The Gregorian calendar omits the leap year (so-called in English because a calendar date would leap forward in the week by 2 days for a leap year, instead of just 1 day for a normal year) in any year divisible by 100 unless it is also divisible by 400. Thus the year 2000 is a leap year, but the years 1800, 1900 and 2100 are not. A country switching from the Julian calendar, which uses a different calculation, to the Gregorian calendar had to drop 10 days if the change were done in the 1500s or 1600s, or 11 days in the 1700s, or 12 days in the 1800s or 13 days in the 1900s or 2000s. One exception to this rule was when Alaska changed from Russian to American administration in 1867, and the calendar changed by only 11 days since Alaska also changed sides of the International Date Line (IDL).
In part because of the world-wide acceptance of the Gregorian calendar, the notations AD (Anno Domini) and BC (Before Christ) have started giving way to the notation CE (Common Era, or Christian Era) and BCE (Before Common Era). The year before 1 CE (or AD) is 1 BCE (or BC). There is no year 0 in the Gregorian calendar. Astronomers sometimes use negative years to simplify their time interval calculations, eg, 2 BCE corresponding to -1, 1 BCE to their 0. The absence of a year 0 in the Gregorian calendar also means that the 20th century of the common era ended on Dec 31, 2000, and that the 21st century began on Jan 1, 2001.
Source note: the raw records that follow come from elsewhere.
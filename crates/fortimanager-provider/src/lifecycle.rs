//! Plan/apply driver.
//!
//! An object is either absent (no identity) or present (identity set).
//! [`Provider::apply`] moves it between the two by comparing the prior state with
//! the planned values. Every create or update is followed by a read so the returned
//! state mirrors the remote object.

use fortimanager_resource::{ReadOutcome, Record, ResourceAdapter, ResourceData};
use tracing::{debug, warn};

use crate::provider::{log_error, Provider};
use crate::Result;

/// Transition selected by [`Provider::apply`].
#[derive(Debug, Clone, Copy, PartialEq, Eq)]
pub enum Action {
    /// Nothing to do
    Noop,
    /// Provision a new object
    Create,
    /// Modify the existing object in place
    Update,
    /// Delete the existing object, then create its replacement
    Replace,
    /// Remove the existing object
    Delete,
}

/// Choose the transition from `prior` to `planned` for `adapter`'s resource type.
///
/// A prior state without identity counts as absent.
#[must_use]
pub fn plan(
    adapter: &ResourceAdapter,
    prior: Option<&ResourceData>,
    planned: Option<&Record>,
) -> Action {
    match (present(prior), planned) {
        (None, None) => Action::Noop,
        (None, Some(_)) => Action::Create,
        (Some(_), None) => Action::Delete,
        (Some(prior), Some(planned)) => {
            let data = adapter.descriptor().plan_state(Some(prior), planned.clone());
            if data.changed_paths().next().is_none() {
                Action::Noop
            } else if adapter.descriptor().requires_replacement(&data) {
                Action::Replace
            } else {
                Action::Update
            }
        }
    }
}

impl Provider {
    /// Drive one object from `prior` to `planned`.
    ///
    /// Returns the new state, or `None` once the object is absent.
    ///
    /// # Errors
    ///
    /// Propagates the first failing operation's error. When the create half of a
    /// replacement fails the object is left absent.
    pub async fn apply(
        &self,
        type_name: &str,
        prior: Option<&ResourceData>,
        planned: Option<Record>,
    ) -> Result<Option<ResourceData>> {
        let adapter = self.adapter(type_name).map_err(log_error)?;
        let action = plan(&adapter, prior, planned.as_ref());
        debug!(resource = type_name, ?action, "Applying plan");

        run(&adapter, action, present(prior), planned)
            .await
            .map_err(log_error)
    }

    /// Read the remote object behind `state`.
    ///
    /// Returns `None` when the object no longer exists.
    ///
    /// # Errors
    ///
    /// Same as [`ResourceAdapter::read`].
    pub async fn refresh(
        &self,
        type_name: &str,
        state: ResourceData,
    ) -> Result<Option<ResourceData>> {
        let adapter = self.adapter(type_name).map_err(log_error)?;
        read_into(&adapter, state).await.map_err(log_error)
    }

    /// Adopt an existing object by identity.
    ///
    /// `scope` supplies the scoping fields (device, VDOM, parent keys) the object
    /// lives under; blank ones fall back to the configured import options.
    ///
    /// # Errors
    ///
    /// Same as [`ResourceAdapter::import`].
    pub async fn import(
        &self,
        type_name: &str,
        identity: &str,
        scope: Record,
    ) -> Result<Option<ResourceData>> {
        let adapter = self.adapter(type_name).map_err(log_error)?;
        let mut data = ResourceData::from_values(scope);
        match adapter.import(identity, &mut data).await.map_err(log_error)? {
            ReadOutcome::Present => Ok(Some(data)),
            ReadOutcome::Absent => Ok(None),
        }
    }
}

fn present(prior: Option<&ResourceData>) -> Option<&ResourceData> {
    prior.filter(|p| p.id().is_some())
}

async fn run(
    adapter: &ResourceAdapter,
    action: Action,
    prior: Option<&ResourceData>,
    planned: Option<Record>,
) -> Result<Option<ResourceData>> {
    match (action, prior, planned) {
        (Action::Create, _, Some(planned)) => {
            create_and_refresh(adapter, adapter.descriptor().plan_state(None, planned)).await
        }
        (Action::Update, Some(prior), Some(planned)) => {
            let mut data = adapter.descriptor().plan_state(Some(prior), planned);
            adapter.update(&mut data).await?;
            refresh_after(adapter, data).await
        }
        (Action::Replace, Some(prior), Some(planned)) => {
            adapter.delete(&mut prior.clone()).await?;
            create_and_refresh(adapter, adapter.descriptor().plan_state(None, planned)).await
        }
        (Action::Delete, Some(prior), _) => {
            adapter.delete(&mut prior.clone()).await?;
            Ok(None)
        }
        (_, prior, _) => Ok(prior.cloned()),
    }
}

async fn create_and_refresh(
    adapter: &ResourceAdapter,
    mut data: ResourceData,
) -> Result<Option<ResourceData>> {
    adapter.create(&mut data).await?;
    refresh_after(adapter, data).await
}

async fn refresh_after(
    adapter: &ResourceAdapter,
    data: ResourceData,
) -> Result<Option<ResourceData>> {
    let state = read_into(adapter, data).await?;
    if state.is_none() {
        warn!(
            resource = adapter.descriptor().api_name,
            "Object missing right after apply"
        );
    }
    Ok(state)
}

async fn read_into(
    adapter: &ResourceAdapter,
    mut data: ResourceData,
) -> Result<Option<ResourceData>> {
    match adapter.read(&mut data).await? {
        ReadOutcome::Present => {
            data.clear_changes();
            Ok(Some(data))
        }
        ReadOutcome::Absent => Ok(None),
    }
}
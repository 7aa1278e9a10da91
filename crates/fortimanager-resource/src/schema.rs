//! Field and resource descriptors.
//!
//! A [`ResourceDescriptor`] is the whole definition of one configuration object type:
//! its fields, how its identity is derived, which scoping parameters address it and
//! which verb provisions it. Category crates declare descriptors as `static` tables.

use std::collections::BTreeSet;

use fortimanager_core::{Error, Result};

use crate::data::{LocalValue, Record, ResourceData};

/// Local name of the managed device scoping field.
pub const DEVICE_NAME: &str = "device_name";
/// Local name of the VDOM scoping field.
pub const DEVICE_VDOM: &str = "device_vdom";
/// Local name of the per-resource ADOM field.
pub const ADOM: &str = "adom";

/// Value kind of a field.
#[derive(Debug, Clone, Copy, PartialEq, Eq)]
pub enum FieldKind {
    /// Scalar string (enums included)
    String,
    /// Scalar integer
    Int,
    /// Unordered set of strings, sent as an ordered list
    StringSet,
    /// Repeated nested records
    List(&'static [FieldDescriptor]),
}

impl FieldKind {
    /// Short name used in error messages.
    #[must_use]
    pub const fn name(&self) -> &'static str {
        match self {
            Self::String => "string",
            Self::Int => "int",
            Self::StringSet => "string set",
            Self::List(_) => "list",
        }
    }
}

/// One field of a resource or nested record.
#[derive(Debug, Clone, Copy, PartialEq, Eq)]
pub struct FieldDescriptor {
    /// Local (underscored) name
    pub local: &'static str,
    /// Wire (hyphenated) name
    pub wire: &'static str,
    /// Value kind
    pub kind: FieldKind,
    /// Must be set on create
    pub required: bool,
    /// May be populated by the remote side
    pub computed: bool,
    /// Never flattened back from the remote side
    pub sensitive: bool,
    /// Changing the value replaces the object
    pub force_new: bool,
}

impl FieldDescriptor {
    const fn new(local: &'static str, wire: &'static str, kind: FieldKind) -> Self {
        Self {
            local,
            wire,
            kind,
            required: false,
            computed: false,
            sensitive: false,
            force_new: false,
        }
    }

    /// Scalar string field.
    #[must_use]
    pub const fn string(local: &'static str, wire: &'static str) -> Self {
        Self::new(local, wire, FieldKind::String)
    }

    /// Scalar integer field.
    #[must_use]
    pub const fn int(local: &'static str, wire: &'static str) -> Self {
        Self::new(local, wire, FieldKind::Int)
    }

    /// String set field.
    #[must_use]
    pub const fn string_set(local: &'static str, wire: &'static str) -> Self {
        Self::new(local, wire, FieldKind::StringSet)
    }

    /// Nested record list field.
    #[must_use]
    pub const fn list(
        local: &'static str,
        wire: &'static str,
        fields: &'static [FieldDescriptor],
    ) -> Self {
        Self::new(local, wire, FieldKind::List(fields))
    }

    /// Mark as required.
    #[must_use]
    pub const fn required(self) -> Self {
        Self {
            required: true,
            ..self
        }
    }

    /// Mark as computed.
    #[must_use]
    pub const fn computed(self) -> Self {
        Self {
            computed: true,
            ..self
        }
    }

    /// Mark as sensitive.
    #[must_use]
    pub const fn sensitive(self) -> Self {
        Self {
            sensitive: true,
            ..self
        }
    }

    /// Mark as forcing replacement.
    #[must_use]
    pub const fn force_new(self) -> Self {
        Self {
            force_new: true,
            ..self
        }
    }

    /// Nested fields of a list field; empty for every other kind.
    #[must_use]
    pub const fn children(&self) -> &'static [FieldDescriptor] {
        match self.kind {
            FieldKind::List(fields) => fields,
            _ => &[],
        }
    }
}

/// How the remote primary key is derived.
#[derive(Debug, Clone, Copy, PartialEq, Eq)]
pub enum IdentityRule {
    /// Singleton object with a fixed identity
    Fixed(&'static str),
    /// Value of a string field
    StringField(&'static str),
    /// Value of an integer field, rendered as a string
    IntField(&'static str),
}

impl IdentityRule {
    /// Field supplying the identity, if any.
    #[must_use]
    pub const fn field(&self) -> Option<&'static str> {
        match self {
            Self::Fixed(_) => None,
            Self::StringField(name) | Self::IntField(name) => Some(name),
        }
    }
}

/// Client verb used for initial provisioning.
#[derive(Debug, Clone, Copy, PartialEq, Eq)]
pub enum CreateVerb {
    /// Independent create call
    Create,
    /// Update used as upsert (global settings objects)
    Update,
}

/// A parent-object segment on the configuration path.
#[derive(Debug, Clone, Copy, PartialEq, Eq)]
pub struct ScopeParam {
    /// Local field carrying the value
    pub local: &'static str,
    /// Key in the scope parameter map
    pub key: &'static str,
}

impl ScopeParam {
    /// Parent segment whose local name and key coincide.
    #[must_use]
    pub const fn new(name: &'static str) -> Self {
        Self {
            local: name,
            key: name,
        }
    }
}

/// Scoping parameters a resource needs on every call.
#[derive(Debug, Clone, Copy, PartialEq, Eq)]
pub struct ScopeRule {
    /// Whether the object lives inside a VDOM
    pub vdom: bool,
    /// Parent segments, outermost first
    pub parents: &'static [ScopeParam],
}

impl ScopeRule {
    /// Device-global object.
    pub const DEVICE: Self = Self {
        vdom: false,
        parents: &[],
    };

    /// VDOM-scoped object.
    pub const VDOM: Self = Self {
        vdom: true,
        parents: &[],
    };

    /// Device-global object below parent objects.
    #[must_use]
    pub const fn device_with_parents(parents: &'static [ScopeParam]) -> Self {
        Self {
            vdom: false,
            parents,
        }
    }

    /// VDOM-scoped object below parent objects.
    #[must_use]
    pub const fn vdom_with_parents(parents: &'static [ScopeParam]) -> Self {
        Self {
            vdom: true,
            parents,
        }
    }

    /// Local names of every scoping field, in resolution order.
    #[must_use]
    pub fn local_names(&self) -> Vec<&'static str> {
        let mut names = vec![DEVICE_NAME];
        if self.vdom {
            names.push(DEVICE_VDOM);
        }
        names.extend(self.parents.iter().map(|p| p.local));
        names
    }
}

/// Complete definition of one configuration object type.
#[derive(Debug, Clone, Copy, PartialEq, Eq)]
pub struct ResourceDescriptor {
    /// Terraform type name
    pub type_name: &'static str,
    /// API name handed to the client
    pub api_name: &'static str,
    /// Identity derivation
    pub identity: IdentityRule,
    /// Provisioning verb
    pub create_verb: CreateVerb,
    /// Scoping parameters
    pub scope: ScopeRule,
    /// Whether calls carry workspace parameters when locking is enabled
    pub locks_workspace: bool,
    /// Ordered field table
    pub fields: &'static [FieldDescriptor],
}

impl ResourceDescriptor {
    /// Look up a top-level field by local name.
    #[must_use]
    pub fn field(&self, local: &str) -> Option<&'static FieldDescriptor> {
        self.fields.iter().find(|f| f.local == local)
    }

    /// Whether the object is a singleton with a fixed identity.
    #[must_use]
    pub const fn is_singleton(&self) -> bool {
        matches!(self.identity, IdentityRule::Fixed(_))
    }

    /// Check the structural rules of the descriptor.
    ///
    /// # Errors
    ///
    /// Returns [`Error::InvalidDescriptor`] when local or wire names repeat at any
    /// level, the identity field is missing or of the wrong kind, or a scoping field
    /// collides with an object field.
    pub fn validate(&self) -> Result<()> {
        if self.type_name.is_empty() || self.api_name.is_empty() {
            return Err(Error::InvalidDescriptor(
                "type and API names must be set".to_string(),
            ));
        }

        validate_fields(self.api_name, "", self.fields)?;

        match self.identity {
            IdentityRule::Fixed(literal) if literal.is_empty() => {
                return Err(self.invalid("fixed identity is empty"));
            }
            IdentityRule::Fixed(_) => {}
            IdentityRule::StringField(name) => self.expect_identity_kind(name, FieldKind::String)?,
            IdentityRule::IntField(name) => self.expect_identity_kind(name, FieldKind::Int)?,
        }

        for name in self.scope.local_names() {
            if self.field(name).is_some() {
                return Err(self.invalid(&format!("scope field `{name}` shadows an object field")));
            }
        }

        Ok(())
    }

    /// Reject creation when a required field is unset.
    ///
    /// # Errors
    ///
    /// Returns [`Error::ValidationError`] naming the first missing field.
    pub fn check_required(&self, data: &ResourceData) -> Result<()> {
        match self
            .fields
            .iter()
            .find(|f| f.required && data.get(f.local).is_none())
        {
            Some(field) => Err(Error::ValidationError(format!(
                "{}: required field `{}` is not set",
                self.api_name, field.local
            ))),
            None => Ok(()),
        }
    }

    /// Whether the pending changes require destroying and recreating the object.
    ///
    /// Changes to the identity field, a `force_new` field or any scoping field
    /// cannot be applied in place.
    #[must_use]
    pub fn requires_replacement(&self, data: &ResourceData) -> bool {
        let identity_changed = self
            .identity
            .field()
            .is_some_and(|name| data.has_change(name));
        let forced = self
            .fields
            .iter()
            .any(|f| f.force_new && data.has_change(f.local));
        let rescoped = self
            .scope
            .local_names()
            .into_iter()
            .any(|name| data.has_change(name));
        identity_changed || forced || rescoped
    }

    /// State for applying `planned` on top of `prior`.
    ///
    /// Computed fields left out of `planned` keep their prior value, at any nesting
    /// level, so remote defaults picked up by a refresh are neither reported as
    /// removed nor reset on the device.
    #[must_use]
    pub fn plan_state(&self, prior: Option<&ResourceData>, mut planned: Record) -> ResourceData {
        if let Some(prior) = prior {
            carry_computed(self.fields, prior.values(), &mut planned);
        }
        ResourceData::from_plan(prior, planned)
    }

    fn expect_identity_kind(&self, name: &str, kind: FieldKind) -> Result<()> {
        match self.field(name) {
            Some(field) if field.kind == kind => Ok(()),
            Some(field) => Err(self.invalid(&format!(
                "identity field `{name}` is a {}, expected {}",
                field.kind.name(),
                kind.name()
            ))),
            None => Err(self.invalid(&format!("identity field `{name}` is not declared"))),
        }
    }

    fn invalid(&self, message: &str) -> Error {
        Error::InvalidDescriptor(format!("{}: {message}", self.api_name))
    }
}

fn carry_computed(fields: &[FieldDescriptor], prior: &Record, planned: &mut Record) {
    for field in fields {
        let Some(old) = prior.get(field.local) else {
            continue;
        };
        if !planned.contains_key(field.local) {
            if field.computed {
                planned.insert(field.local.to_string(), old.clone());
            }
            continue;
        }
        if let (FieldKind::List(children), Some(LocalValue::List(rows)), Some(old_rows)) =
            (field.kind, planned.get_mut(field.local), old.as_list())
        {
            for (row, old_row) in rows.iter_mut().zip(old_rows) {
                carry_computed(children, old_row, row);
            }
        }
    }
}

fn validate_fields(resource: &str, prefix: &str, fields: &[FieldDescriptor]) -> Result<()> {
    let mut locals = BTreeSet::new();
    let mut wires = BTreeSet::new();

    for field in fields {
        if field.local.is_empty() || field.wire.is_empty() {
            return Err(Error::InvalidDescriptor(format!(
                "{resource}: empty field name under `{prefix}`"
            )));
        }
        if !locals.insert(field.local) {
            return Err(Error::InvalidDescriptor(format!(
                "{resource}: duplicate local name `{prefix}{}`",
                field.local
            )));
        }
        if !wires.insert(field.wire) {
            return Err(Error::InvalidDescriptor(format!(
                "{resource}: duplicate wire name `{prefix}{}`",
                field.wire
            )));
        }
        if let FieldKind::List(children) = field.kind {
            if children.is_empty() {
                return Err(Error::InvalidDescriptor(format!(
                    "{resource}: list `{prefix}{}` declares no fields",
                    field.local
                )));
            }
            validate_fields(resource, &format!("{prefix}{}.", field.local), children)?;
        }
    }

    Ok(())
}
In Canada the legal date for Easter is still determined on the basis of rather involved tables, unlike most other legal holidays. The 1750 British Act also defines the tabular method to be used, eg, the first Sunday after the first "ecclesiastical" full moon that occurs on or after March 21. This full moon is determined by tables of the lunar cycle, rather than by direct observation of the real moon. On several occasions, agreement has seemed near among the world's churches to celebrate Easter on the second weekend of April. Presumably Canadian lawmakers would follow suit if an agreement is finalized.